SOURCE MATERIAL below:

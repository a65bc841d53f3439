use serde::{Serialize, Deserialize};

/// Degree one least squares fit, `y = slope * x + intercept`.
#[derive(Debug, Clone, Copy, PartialEq, Serialize, Deserialize)]
pub struct Trendline {
    pub slope: f64,
    pub intercept: f64,
}

impl Trendline {
    pub fn fit(xs: &[f64], ys: &[f64]) -> Option<Self> {
        let points: Vec<(f64, f64)> = xs
            .iter()
            .zip(ys)
            .filter(|(x, y)| x.is_finite() && y.is_finite())
            .map(|(&x, &y)| (x, y))
            .collect();

        if points.len() < 2 {
            return None;
        }

        let n = points.len() as f64;
        let mean_x = points.iter().map(|(x, _)| x).sum::<f64>() / n;
        let mean_y = points.iter().map(|(_, y)| y).sum::<f64>() / n;

        let x_squared: f64 = points.iter().map(|(x, _)| (x - mean_x).powi(2)).sum();
        if x_squared == 0.0 {
            return None;
        }

        let covariance: f64 = points
            .iter()
            .map(|(x, y)| (x - mean_x) * (y - mean_y))
            .sum();

        let slope = covariance / x_squared;
        Some(Self {
            slope,
            intercept: mean_y - slope * mean_x,
        })
    }

    pub fn eval(&self, x: f64) -> f64 {
        self.slope * x + self.intercept
    }
}
pub mod chart;

pub use chart::*;
mod api;

use crate::FeatureRow;

/// Exact plane `5000 + 3 * income + 10 * county` over a handful of counties.
pub(crate) fn training_data() -> (Vec<FeatureRow>, Vec<f64>) {
    let counties = [121.0, 135.0, 89.0, 67.0, 63.0, 57.0, 151.0, 117.0];
    let incomes = [25000.0, 31000.0, 28000.0, 40000.0, 22000.0, 35000.0, 27000.0, 45000.0];

    let rows: Vec<FeatureRow> = counties
        .iter()
        .zip(incomes.iter())
        .map(|(&c, &i)| FeatureRow::new(c, i))
        .collect();
    let targets = rows
        .iter()
        .map(|r| 5000.0 + 3.0 * r.per_capita_income + 10.0 * r.municipal_code_fips)
        .collect();
    (rows, targets)
}
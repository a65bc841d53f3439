pub mod api;
pub mod config;
pub mod constants;
pub mod dataset;
pub mod error;
pub mod model;
pub mod plot;
pub mod stats;

#[cfg(test)]
mod tests;

pub use api::{
    router, serve, Amount, ApiError, AppState, CountyCode, ErrorResponse, HealthResponse,
    HelloRequest, PredictRequest,
};
pub use config::*;
pub use constants::*;
pub use dataset::*;
pub use error::*;
pub use model::*;
pub use plot::*;
pub use stats::*;

pub fn init_logging() {
    tracing_subscriber::fmt()
        .with_target(false)
        .init();
}
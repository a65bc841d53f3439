use std::sync::Arc;
use bytes::Bytes;
use object_store::{path::Path, ObjectStore};
use parquet::{
    arrow::ArrowWriter,
    basic::Compression,
    file::properties::WriterProperties,
};
use tracing::{info, warn};
use crate::{Error, Result, Table};

const MAX_WRITE_RETRIES: u32 = 3;

pub fn table_to_parquet(table: &Table) -> Result<Vec<u8>> {
    let batch = table.to_record_batch()?;

    let props = WriterProperties::builder()
        .set_compression(Compression::SNAPPY)
        .build();

    let mut buffer = Vec::new();
    {
        let mut writer = ArrowWriter::try_new(&mut buffer, batch.schema(), Some(props))?;
        writer.write(&batch)?;
        writer.close()?;
    }
    Ok(buffer)
}

pub fn table_to_csv(table: &Table) -> Result<Vec<u8>> {
    let mut buffer = Vec::new();
    table.write_csv(&mut buffer)?;
    Ok(buffer)
}

pub async fn put_with_retry(store: &Arc<dyn ObjectStore>, path: &Path, buffer: Vec<u8>) -> Result<()> {
    let payload = Bytes::from(buffer);
    let mut retries = 0;
    loop {
        match store.put(path, payload.clone().into()).await {
            Ok(_) => return Ok(()),
            Err(e) if retries < MAX_WRITE_RETRIES - 1 => {
                retries += 1;
                let delay = std::time::Duration::from_secs(2u64.pow(retries));
                warn!(
                    "Write attempt {} failed for path {}: {}. Retrying in {} seconds...",
                    retries, path, e, delay.as_secs()
                );
                tokio::time::sleep(delay).await;
            }
            Err(e) => return Err(Error::from(e)),
        }
    }
}

/// Writes the table as parquet or CSV, chosen by the path extension.
pub async fn write_table(store: &Arc<dyn ObjectStore>, path: &Path, table: &Table) -> Result<()> {
    let buffer = match path.extension() {
        Some("parquet") => table_to_parquet(table)?,
        Some("csv") => table_to_csv(table)?,
        other => {
            return Err(Error::InvalidInput(format!(
                "Unsupported table output extension: {:?}",
                other
            )))
        }
    };

    put_with_retry(store, path, buffer).await?;
    info!("Wrote {} rows to {}", table.len(), path);
    Ok(())
}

End of SOURCE MATERIAL.

→ **YOUR ASSIGNMENT**:
The answer must reproduce all of the entries exactly.

→ **EXERCISE ANSWER**:
repository a65bc841d53f3439
use serde::{Serialize, Deserialize};

/// Degree one least squares fit, `y = slope * x + intercept`.
#[derive(Debug, Clone, Copy, PartialEq, Serialize, Deserialize)]
pub struct Trendline {
    pub slope: f64,
    pub intercept: f64,
}

impl Trendline {
    pub fn fit(xs: &[f64], ys: &[f64]) -> Option<Self> {
        let points: Vec<(f64, f64)> = xs
            .iter()
            .zip(ys)
            .filter(|(x, y)| x.is_finite() && y.is_finite())
            .map(|(&x, &y)| (x, y))
            .collect();

        if points.len() < 2 {
            return None;
        }

        let n = points.len() as f64;
        let mean_x = points.iter().map(|(x, _)| x).sum::<f64>() / n;
        let mean_y = points.iter().map(|(_, y)| y).sum::<f64>() / n;

        let x_squared: f64 = points.iter().map(|(x, _)| (x - mean_x).powi(2)).sum();
        if x_squared == 0.0 {
            return None;
        }

        let covariance: f64 = points
            .iter()
            .map(|(x, y)| (x - mean_x) * (y - mean_y))
            .sum();

        let slope = covariance / x_squared;
        Some(Self {
            slope,
            intercept: mean_y - slope * mean_x,
        })
    }

    pub fn eval(&self, x: f64) -> f64 {
        self.slope * x + self.intercept
    }
}
pub mod chart;

pub use chart::*;
mod api;

use crate::FeatureRow;

/// Exact plane `5000 + 3 * income + 10 * county` over a handful of counties.
pub(crate) fn training_data() -> (Vec<FeatureRow>, Vec<f64>) {
    let counties = [121.0, 135.0, 89.0, 67.0, 63.0, 57.0, 151.0, 117.0];
    let incomes = [25000.0, 31000.0, 28000.0, 40000.0, 22000.0, 35000.0, 27000.0, 45000.0];

    let rows: Vec<FeatureRow> = counties
        .iter()
        .zip(incomes.iter())
        .map(|(&c, &i)| FeatureRow::new(c, i))
        .collect();
    let targets = rows
        .iter()
        .map(|r| 5000.0 + 3.0 * r.per_capita_income + 10.0 * r.municipal_code_fips)
        .collect();
    (rows, targets)
}
repository a65bc841d53f3439
pub mod api;
pub mod config;
pub mod constants;
pub mod dataset;
pub mod error;
pub mod model;
pub mod plot;
pub mod stats;

#[cfg(test)]
mod tests;

pub use api::{
    router, serve, Amount, ApiError, AppState, CountyCode, ErrorResponse, HealthResponse,
    HelloRequest, PredictRequest,
};
pub use config::*;
pub use constants::*;
pub use dataset::*;
pub use error::*;
pub use model::*;
pub use plot::*;
pub use stats::*;

pub fn init_logging() {
    tracing_subscriber::fmt()
        .with_target(false)
        .init();
}
repository a65bc841d53f3439
use std::sync::Arc;
use bytes::Bytes;
use object_store::{path::Path, ObjectStore};
use parquet::{
    arrow::ArrowWriter,
    basic::Compression,
    file::properties::WriterProperties,
};
use tracing::{info, warn};
use crate::{Error, Result, Table};

const MAX_WRITE_RETRIES: u32 = 3;

pub fn table_to_parquet(table: &Table) -> Result<Vec<u8>> {
    let batch = table.to_record_batch()?;

    let props = WriterProperties::builder()
        .set_compression(Compression::SNAPPY)
        .build();

    let mut buffer = Vec::new();
    {
        let mut writer = ArrowWriter::try_new(&mut buffer, batch.schema(), Some(props))?;
        writer.write(&batch)?;
        writer.close()?;
    }
    Ok(buffer)
}

pub fn table_to_csv(table: &Table) -> Result<Vec<u8>> {
    let mut buffer = Vec::new();
    table.write_csv(&mut buffer)?;
    Ok(buffer)
}

pub async fn put_with_retry(store: &Arc<dyn ObjectStore>, path: &Path, buffer: Vec<u8>) -> Result<()> {
    let payload = Bytes::from(buffer);
    let mut retries = 0;
    loop {
        match store.put(path, payload.clone().into()).await {
            Ok(_) => return Ok(()),
            Err(e) if retries < MAX_WRITE_RETRIES - 1 => {
                retries += 1;
                let delay = std::time::Duration::from_secs(2u64.pow(retries));
                warn!(
                    "Write attempt {} failed for path {}: {}. Retrying in {} seconds...",
                    retries, path, e, delay.as_secs()
                );
                tokio::time::sleep(delay).await;
            }
            Err(e) => return Err(Error::from(e)),
        }
    }
}

/// Writes the table as parquet or CSV, chosen by the path extension.
pub async fn write_table(store: &Arc<dyn ObjectStore>, path: &Path, table: &Table) -> Result<()> {
    let buffer = match path.extension() {
        Some("parquet") => table_to_parquet(table)?,
        Some("csv") => table_to_csv(table)?,
        other => {
            return Err(Error::InvalidInput(format!(
                "Unsupported table output extension: {:?}",
                other
            )))
        }
    };

    put_with_retry(store, path, buffer).await?;
    info!("Wrote {} rows to {}", table.len(), path);
    Ok(())
}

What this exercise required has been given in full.